# [Your goal]
Every line below that holds the string "into" should be copied.

:: Records shown ::

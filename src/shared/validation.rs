//! Validation Utilities
//!
//! Presence checks for request bodies and query parameters. Anything that is
//! absent, or a string that is blank once trimmed, counts as missing.

use validator::ValidationErrors;

use super::error::{AppError, ApplicationError};

/// Convert request body validation errors to `MISSING_REQUIRED_FIELDS`.
pub fn validation_error(errors: ValidationErrors) -> AppError {
    let mut fields: Vec<String> = errors
        .field_errors()
        .keys()
        .map(|field| field.to_string())
        .collect();
    fields.sort();

    ApplicationError::MissingRequiredFields(fields).into()
}

fn missing(values: &[(&str, Option<&str>)]) -> Vec<String> {
    values
        .iter()
        .filter(|(_, value)| value.map_or(true, |v| v.trim().is_empty()))
        .map(|(name, _)| name.to_string())
        .collect()
}

/// Require every named body field to be present and non-blank.
pub fn require_fields(values: &[(&str, Option<&str>)]) -> Result<(), AppError> {
    let missing = missing(values);
    if missing.is_empty() {
        Ok(())
    } else {
        Err(ApplicationError::MissingRequiredFields(missing).into())
    }
}

/// Require every named query/path parameter to be present and non-blank.
pub fn require_parameters(values: &[(&str, Option<&str>)]) -> Result<(), AppError> {
    let missing = missing(values);
    if missing.is_empty() {
        Ok(())
    } else {
        Err(ApplicationError::MissingRequiredParameters(missing).into())
    }
}
//! Collaborator contracts consumed by the application services.

use crate::shared::error::AppError;

/// One-way password hashing.
#[cfg_attr(test, mockall::automock)]
pub trait PasswordHasher: Send + Sync {
    /// Hash a validated plain-text password.
    fn hash(&self, password: &str) -> Result<String, AppError>;

    /// Check a plain-text password against a stored hash.
    fn verify(&self, password: &str, hash: &str) -> Result<bool, AppError>;
}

:::

# [Output below]
    ApplicationError::MissingRequiredFields(fields).into()
        Err(ApplicationError::MissingRequiredFields(missing).into())
        Err(ApplicationError::MissingRequiredParameters(missing).into())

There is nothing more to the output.